Introducing the brain: more astrocyte studies (Introduction)

by David Turell @, Thursday, May 29, 2025, 00:08 (6 days ago) @ David Turell

They ae getting more attention now:

https://www.sciencenews.org/article/silent-cells-surprising-brains

"These findings — from the brains of fruit flies, zebrafish and mice — open new possibilities for therapies aimed at mental illnesses such as depression and schizophrenia. They could also lead to a deeper understanding of how current therapies work.
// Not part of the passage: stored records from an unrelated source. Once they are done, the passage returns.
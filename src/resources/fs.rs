//! Filesystem helpers shared by file-editing resources.
use std::path::Path;

use anyhow::{Context as _, Result};

/// Create the parent directory of `path` if it does not exist.
pub fn ensure_parent_dir(path: &Path) -> Result<()> {
    if let Some(parent) = path.parent() {
        if !parent.exists() {
            std::fs::create_dir_all(parent)
                .with_context(|| format!("create directory: {}", parent.display()))?;
        }
    }
    Ok(())
}

/// Write `content` to `path` atomically: stage to a sibling temp file, then
/// rename into place so a partial write never corrupts the target.
pub fn write_atomic(path: &Path, content: &str) -> Result<()> {
    ensure_parent_dir(path)?;
    let parent = path.parent().unwrap_or_else(|| Path::new("."));
    let mut tmp = tempfile::NamedTempFile::new_in(parent)
        .with_context(|| format!("create temp file in {}", parent.display()))?;
    std::io::Write::write_all(&mut tmp, content.as_bytes())
        .with_context(|| format!("write temp file for {}", path.display()))?;
    tmp.persist(path)
        .with_context(|| format!("rename into place: {}", path.display()))?;
    Ok(())
}

/// Set the Unix mode bits of `path`. No-op on non-Unix targets.
pub fn set_mode(path: &Path, mode: u32) -> Result<()> {
    #[cfg(unix)]
    {
        use std::os::unix::fs::PermissionsExt as _;
        std::fs::set_permissions(path, std::fs::Permissions::from_mode(mode))
            .with_context(|| format!("chmod {:o} {}", mode, path.display()))?;
    }
    #[cfg(not(unix))]
    {
        let _ = (path, mode);
    }
    Ok(())
}

/// Read the Unix mode bits of `path` (lower 12 bits). Returns `None` when
/// the file is missing or on non-Unix targets.
#[must_use]
pub fn read_mode(path: &Path) -> Option<u32> {
    #[cfg(unix)]
    {
        use std::os::unix::fs::PermissionsExt as _;
        std::fs::metadata(path)
            .ok()
            .map(|m| m.permissions().mode() & 0o7777)
    }
    #[cfg(not(unix))]
    {
        let _ = path;
        None
    }
}

#[cfg(test)]
#[allow(clippy::expect_used, clippy::unwrap_used, clippy::indexing_slicing)]
mod tests {
    use super::*;

    #[test]
    fn ensure_parent_dir_creates_missing_parents() {
        let tmp = tempfile::tempdir().unwrap();
        let path = tmp.path().join("a/b/c.txt");
        ensure_parent_dir(&path).unwrap();
        assert!(tmp.path().join("a/b").is_dir());
    }

    #[test]
    fn ensure_parent_dir_noop_when_present() {
        let tmp = tempfile::tempdir().unwrap();
        let path = tmp.path().join("c.txt");
        ensure_parent_dir(&path).unwrap();
        ensure_parent_dir(&path).unwrap();
    }

    #[test]
    fn write_atomic_creates_file_and_parents() {
        let tmp = tempfile::tempdir().unwrap();
        let path = tmp.path().join("nested/out.txt");
        write_atomic(&path, "hello\n").unwrap();
        assert_eq!(std::fs::read_to_string(&path).unwrap(), "hello\n");
    }

    #[test]
    fn write_atomic_replaces_existing_content() {
        let tmp = tempfile::tempdir().unwrap();
        let path = tmp.path().join("out.txt");
        write_atomic(&path, "one\n").unwrap();
        write_atomic(&path, "two\n").unwrap();
        assert_eq!(std::fs::read_to_string(&path).unwrap(), "two\n");
    }

    #[cfg(unix)]
    #[test]
    fn set_and_read_mode_round_trip() {
        let tmp = tempfile::tempdir().unwrap();
        let path = tmp.path().join("f");
        std::fs::write(&path, "x").unwrap();
        set_mode(&path, 0o600).unwrap();
        assert_eq!(read_mode(&path), Some(0o600));
    }

    #[test]
    fn read_mode_missing_file_is_none() {
        let tmp = tempfile::tempdir().unwrap();
        assert_eq!(read_mode(&tmp.path().join("absent")), None);
    }
}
"Astrocytes used to be thought of as helpers, assisting with grunt work in the brain. These starburst-shaped cells clean up waste between nerve cells, serve as barriers that keeps harmful threats out of the brain and guide nerve cells into forming connections with each other.

***

"Astrocytes grow until they meet another astrocyte, and form thousands of connections with other cells, “which means that every square millimeter of the brain is within the domain of an astrocyte,” Guttenplan says.

"Recent discoveries have revealed that the roles of astrocytes include a more sophisticated job: influencing messages at synapses, the connections between two nerve cells or neurons, and influencing behaviors. But how astrocytes were contributing to these neural conversations wasn’t clear.

***

"The new results, along with a growing body of research, suggest that astrocytes sense key chemical messages that were commonly thought to be intended for neurons and, in response, change the activity of neurons around them. Astrocytes seem to act as necessary intermediaries that sense key messages and relay them to nerve cells as needed.
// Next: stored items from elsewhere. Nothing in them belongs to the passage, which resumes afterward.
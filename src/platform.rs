//! Platform probing: OS family, package manager, architecture, privilege.
use std::fmt;
use std::path::Path;

use crate::exec::Executor;

/// Detected operating system family.
#[derive(Debug, Clone, Copy, PartialEq, Eq)]
pub enum OsFamily {
    /// macOS (Homebrew territory).
    MacOs,
    /// Ubuntu.
    Ubuntu,
    /// Debian (non-Ubuntu).
    Debian,
    /// RHEL and derivatives (CentOS, Rocky, Alma).
    Rhel,
    /// Fedora.
    Fedora,
    /// Arch Linux.
    Arch,
    /// Alpine (musl, no glibc toolchains).
    Alpine,
    /// OpenWrt (embedded, musl, opkg).
    OpenWrt,
    /// Unrecognised distribution.
    Unknown,
}

impl fmt::Display for OsFamily {
    fn fmt(&self, f: &mut fmt::Formatter<'_>) -> fmt::Result {
        let name = match self {
            Self::MacOs => "macos",
            Self::Ubuntu => "ubuntu",
            Self::Debian => "debian",
            Self::Rhel => "rhel",
            Self::Fedora => "fedora",
            Self::Arch => "arch",
            Self::Alpine => "alpine",
            Self::OpenWrt => "openwrt",
            Self::Unknown => "unknown",
        };
        write!(f, "{name}")
    }
}

/// Supported package managers, in probe order.
#[derive(Debug, Clone, Copy, PartialEq, Eq, Hash)]
pub enum PackageManager {
    /// Homebrew (macOS).
    Brew,
    /// APT (Debian/Ubuntu).
    Apt,
    /// DNF (Fedora, recent RHEL).
    Dnf,
    /// Yum (older RHEL).
    Yum,
    /// Pacman (Arch).
    Pacman,
    /// apk (Alpine).
    Apk,
    /// opkg (OpenWrt).
    Opkg,
    /// No supported manager found. Disables package units; must be surfaced
    /// to the caller, never silently swallowed.
    None,
}

impl PackageManager {
    /// The binary probed on PATH for this manager.
    #[must_use]
    pub const fn binary(self) -> Option<&'static str> {
        match self {
            Self::Brew => Some("brew"),
            Self::Apt => Some("apt-get"),
            Self::Dnf => Some("dnf"),
            Self::Yum => Some("yum"),
            Self::Pacman => Some("pacman"),
            Self::Apk => Some("apk"),
            Self::Opkg => Some("opkg"),
            Self::None => None,
        }
    }

    /// Whether install/update commands for this manager need elevation.
    ///
    /// Homebrew refuses to run as root; everything else writes system paths.
    #[must_use]
    pub const fn needs_elevation(self) -> bool {
        !matches!(self, Self::Brew | Self::None)
    }
}

impl fmt::Display for PackageManager {
    fn fmt(&self, f: &mut fmt::Formatter<'_>) -> fmt::Result {
        let name = match self {
            Self::Brew => "brew",
            Self::Apt => "apt",
            Self::Dnf => "dnf",
            Self::Yum => "yum",
            Self::Pacman => "pacman",
            Self::Apk => "apk",
            Self::Opkg => "opkg",
            Self::None => "none",
        };
        write!(f, "{name}")
    }
}

/// Privilege-elevation capability, probed once at run start and threaded
/// explicitly through the engine context.
#[derive(Debug, Clone, Copy, PartialEq, Eq)]
pub enum Elevation {
    /// Running as root; write system paths directly.
    Root,
    /// sudo available with cached credentials.
    Sudo,
    /// No way to elevate; root-writing units skip with a warning.
    Unavailable,
}

impl Elevation {
    /// Probe elevation capability.
    ///
    /// Checks effective uid via `id -u`, then a cached sudo ticket via
    /// `sudo -n -v`. When `interactive` is set and no ticket is cached,
    /// runs `sudo -v` once so later steps can rely on the cached ticket
    /// (sudo prompts on the controlling terminal directly).
    pub fn probe(executor: &dyn Executor, interactive: bool) -> Self {
        if let Ok(result) = executor.run_unchecked("id", &["-u"]) {
            if result.success && result.stdout.trim() == "0" {
                return Self::Root;
            }
        }
        if !executor.which("sudo") {
            return Self::Unavailable;
        }
        if let Ok(result) = executor.run_unchecked("sudo", &["-n", "-v"]) {
            if result.success {
                return Self::Sudo;
            }
        }
        if interactive {
            if let Ok(result) = executor.run_unchecked("sudo", &["-v"]) {
                if result.success {
                    return Self::Sudo;
                }
            }
        }
        Self::Unavailable
    }

    /// Whether elevated writes are possible at all.
    #[must_use]
    pub const fn available(self) -> bool {
        !matches!(self, Self::Unavailable)
    }
}

/// Platform information for the current system.
#[derive(Debug, Clone)]
pub struct Platform {
    /// Detected OS family.
    pub family: OsFamily,
    /// Selected package manager (exactly one, first-match probe order).
    pub package_manager: PackageManager,
    /// CPU architecture (`x86_64`, `aarch64`, …).
    pub arch: &'static str,
}

impl Platform {
    /// Detect the current platform.
    ///
    /// Pure query: reads os-release files and probes PATH via `executor`.
    pub fn detect(executor: &dyn Executor) -> Self {
        let family = if cfg!(target_os = "macos") {
            OsFamily::MacOs
        } else {
            detect_linux_family()
        };
        let package_manager = detect_package_manager(family, executor);
        Self {
            family,
            package_manager,
            arch: std::env::consts::ARCH,
        }
    }

    /// Create a platform with explicit values (for testing and dispatch tables).
    #[must_use]
    pub const fn new(family: OsFamily, package_manager: PackageManager) -> Self {
        Self {
            family,
            package_manager,
            arch: std::env::consts::ARCH,
        }
    }

    /// Whether a usable package manager was found.
    #[must_use]
    pub const fn has_package_manager(&self) -> bool {
        !matches!(self.package_manager, PackageManager::None)
    }

    /// macOS check.
    #[must_use]
    pub const fn is_macos(&self) -> bool {
        matches!(self.family, OsFamily::MacOs)
    }

    /// OpenWrt check.
    #[must_use]
    pub const fn is_openwrt(&self) -> bool {
        matches!(self.family, OsFamily::OpenWrt)
    }

    /// Families without glibc toolchains. Version managers that download
    /// glibc-linked binaries must fall back to native packages here.
    #[must_use]
    pub const fn is_musl_based(&self) -> bool {
        matches!(self.family, OsFamily::Alpine | OsFamily::OpenWrt)
    }

    /// Families using `/etc/update-motd.d` drop-ins.
    #[must_use]
    pub const fn supports_motd(&self) -> bool {
        matches!(self.family, OsFamily::Ubuntu | OsFamily::Debian)
    }
}

impl fmt::Display for Platform {
    fn fmt(&self, f: &mut fmt::Formatter<'_>) -> fmt::Result {
        write!(f, "{} / {} ({})", self.family, self.package_manager, self.arch)
    }
}

fn detect_linux_family() -> OsFamily {
    // OpenWrt images carry their own release file and often omit os-release.
    if Path::new("/etc/openwrt_release").exists() {
        return OsFamily::OpenWrt;
    }
    match std::fs::read_to_string("/etc/os-release") {
        Ok(content) => parse_os_release(&content),
        Err(_) => OsFamily::Unknown,
    }
}

/// Classify an os-release document by `ID=`, falling back to `ID_LIKE=`.
pub(crate) fn parse_os_release(content: &str) -> OsFamily {
    let mut id = None;
    let mut id_like = None;
    for line in content.lines() {
        if let Some(value) = line.strip_prefix("ID=") {
            id = Some(unquote(value));
        } else if let Some(value) = line.strip_prefix("ID_LIKE=") {
            id_like = Some(unquote(value));
        }
    }

    if let Some(id) = id {
        if let Some(family) = family_for_id(&id) {
            return family;
        }
    }
    if let Some(like) = id_like {
        for token in like.split_whitespace() {
            if let Some(family) = family_for_id(token) {
                return family;
            }
        }
    }
    OsFamily::Unknown
}

fn family_for_id(id: &str) -> Option<OsFamily> {
    match id {
        "ubuntu" => Some(OsFamily::Ubuntu),
        "debian" | "raspbian" => Some(OsFamily::Debian),
        "rhel" | "centos" | "rocky" | "almalinux" => Some(OsFamily::Rhel),
        "fedora" => Some(OsFamily::Fedora),
        "arch" | "archarm" | "manjaro" => Some(OsFamily::Arch),
        "alpine" => Some(OsFamily::Alpine),
        "openwrt" => Some(OsFamily::OpenWrt),
        _ => None,
    }
}

fn unquote(value: &str) -> String {
    value.trim().trim_matches('"').to_string()
}

/// Probe order: the first manager whose binary is on PATH wins.
const PROBE_ORDER: &[PackageManager] = &[
    PackageManager::Apt,
    PackageManager::Dnf,
    PackageManager::Yum,
    PackageManager::Pacman,
    PackageManager::Apk,
    PackageManager::Opkg,
];

fn detect_package_manager(family: OsFamily, executor: &dyn Executor) -> PackageManager {
    if matches!(family, OsFamily::MacOs) {
        return if executor.which("brew") {
            PackageManager::Brew
        } else {
            PackageManager::None
        };
    }
    for manager in PROBE_ORDER {
        if let Some(binary) = manager.binary() {
            if executor.which(binary) {
                return *manager;
            }
        }
    }
    PackageManager::None
}

#[cfg(test)]
#[allow(clippy::expect_used, clippy::unwrap_used, clippy::indexing_slicing)]
mod tests {
    use super::*;
    use crate::resources::test_helpers::MockExecutor;

    #[test]
    fn parse_os_release_ubuntu() {
        let content = "NAME=\"Ubuntu\"\nID=ubuntu\nID_LIKE=debian\n";
        assert_eq!(parse_os_release(content), OsFamily::Ubuntu);
    }

    #[test]
    fn parse_os_release_debian() {
        assert_eq!(parse_os_release("ID=debian\n"), OsFamily::Debian);
    }

    #[test]
    fn parse_os_release_quoted_id() {
        assert_eq!(parse_os_release("ID=\"rocky\"\n"), OsFamily::Rhel);
    }

    #[test]
    fn parse_os_release_fedora() {
        assert_eq!(parse_os_release("ID=fedora\n"), OsFamily::Fedora);
    }

    #[test]
    fn parse_os_release_arch() {
        assert_eq!(parse_os_release("ID=arch\n"), OsFamily::Arch);
    }

    #[test]
    fn parse_os_release_alpine() {
        assert_eq!(parse_os_release("ID=alpine\nID_LIKE=\n"), OsFamily::Alpine);
    }

    #[test]
    fn parse_os_release_openwrt() {
        assert_eq!(parse_os_release("ID=openwrt\n"), OsFamily::OpenWrt);
    }

    #[test]
    fn parse_os_release_falls_back_to_id_like() {
        let content = "ID=pop\nID_LIKE=\"ubuntu debian\"\n";
        assert_eq!(parse_os_release(content), OsFamily::Ubuntu);
    }

    #[test]
    fn parse_os_release_unknown() {
        assert_eq!(parse_os_release("ID=plan9\n"), OsFamily::Unknown);
    }

    #[test]
    fn probe_order_prefers_apt() {
        let executor = MockExecutor::default()
            .with_program("apt-get")
            .with_program("pacman");
        let manager = detect_package_manager(OsFamily::Unknown, &executor);
        assert_eq!(manager, PackageManager::Apt);
    }

    #[test]
    fn probe_finds_later_manager() {
        let executor = MockExecutor::default().with_program("opkg");
        let manager = detect_package_manager(OsFamily::OpenWrt, &executor);
        assert_eq!(manager, PackageManager::Opkg);
    }

    #[test]
    fn probe_none_when_nothing_found() {
        let executor = MockExecutor::default();
        let manager = detect_package_manager(OsFamily::Unknown, &executor);
        assert_eq!(manager, PackageManager::None);
    }

    #[test]
    fn probe_macos_requires_brew() {
        let executor = MockExecutor::default();
        assert_eq!(
            detect_package_manager(OsFamily::MacOs, &executor),
            PackageManager::None
        );
        let executor = MockExecutor::default().with_program("brew");
        assert_eq!(
            detect_package_manager(OsFamily::MacOs, &executor),
            PackageManager::Brew
        );
    }

    #[test]
    fn elevation_probe_root() {
        let executor = MockExecutor::with_responses(vec![(true, "0\n".to_string())]);
        assert_eq!(Elevation::probe(&executor, false), Elevation::Root);
    }

    #[test]
    fn elevation_probe_sudo_cached() {
        let executor = MockExecutor::with_responses(vec![
            (true, "1000\n".to_string()), // id -u
            (true, String::new()),        // sudo -n -v
        ])
        .with_program("sudo");
        assert_eq!(Elevation::probe(&executor, false), Elevation::Sudo);
    }

    #[test]
    fn elevation_probe_unavailable_without_sudo_binary() {
        let executor = MockExecutor::with_responses(vec![(true, "1000\n".to_string())]);
        assert_eq!(Elevation::probe(&executor, false), Elevation::Unavailable);
    }

    #[test]
    fn elevation_probe_non_interactive_does_not_prompt() {
        // id -u, then sudo -n -v fails; no further calls expected.
        let executor = MockExecutor::with_responses(vec![
            (true, "1000\n".to_string()),
            (false, String::new()),
        ])
        .with_program("sudo");
        assert_eq!(Elevation::probe(&executor, false), Elevation::Unavailable);
        assert_eq!(executor.call_count(), 2);
    }

    #[test]
    fn platform_flags() {
        let p = Platform::new(OsFamily::Alpine, PackageManager::Apk);
        assert!(p.is_musl_based());
        assert!(!p.is_macos());
        assert!(!p.supports_motd());
        assert!(p.has_package_manager());

        let p = Platform::new(OsFamily::Ubuntu, PackageManager::None);
        assert!(p.supports_motd());
        assert!(!p.has_package_manager());
    }

    #[test]
    fn display_formats() {
        assert_eq!(OsFamily::OpenWrt.to_string(), "openwrt");
        assert_eq!(PackageManager::Apt.to_string(), "apt");
        let p = Platform::new(OsFamily::Ubuntu, PackageManager::Apt);
        assert!(p.to_string().starts_with("ubuntu / apt"));
    }

    #[test]
    fn needs_elevation_table() {
        assert!(!PackageManager::Brew.needs_elevation());
        assert!(!PackageManager::None.needs_elevation());
        assert!(PackageManager::Apt.needs_elevation());
        assert!(PackageManager::Opkg.needs_elevation());
    }
}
"In the spinal cord equivalent of a fruit fly, for instance, a chemical signal called tyramine dramatically changes astrocytes. Tyramine is a “pay attention” signal, enabling astrocytes to respond to other chemical messages, including dopamine, the researchers found. Without the tyramine signal, astrocytes don’t respond to dopamine and other messages.

"The existence of this switch was “stunning,” says study coauthor Marc Freeman, also of Oregon Health and Science University. “The fact that an arousal cue could take an astrocyte from ignoring all of those major neurotransmitters to suddenly listening to everything … it boggles the mind when you think about the implications.”

***

“'There’s specificity to [astrocytes] being able to turn on and off the different knobs,” Guttenplan says. “It has effects on [neural] circuits as well as on whole animal behavior.”

"Similar findings came from a study on larval zebrafish, which found that astrocytes could change brain cell activity and control the animals’ behavior. And even more evidence comes from mouse brain cells, where astrocytes sensed norepinephrine, the mammalian counterpart of tyramine, and then altered nerve cell behavior.

***

"Understanding why brains evolved to include this layer of astrocyte oversight is a big question, Eroglu says. “There is something really beautiful here that remains to be understood.” She points to a warning issued from her former advisor, the late Ben Barres, a glial cell pioneer at Stanford University: Ignoring the astrocyte is always a mistake. b]"
(my bold)


Comment: The final point of the article tells us do not ignore any facet of an organism. From a design standpoint everyting we see is there for a reason.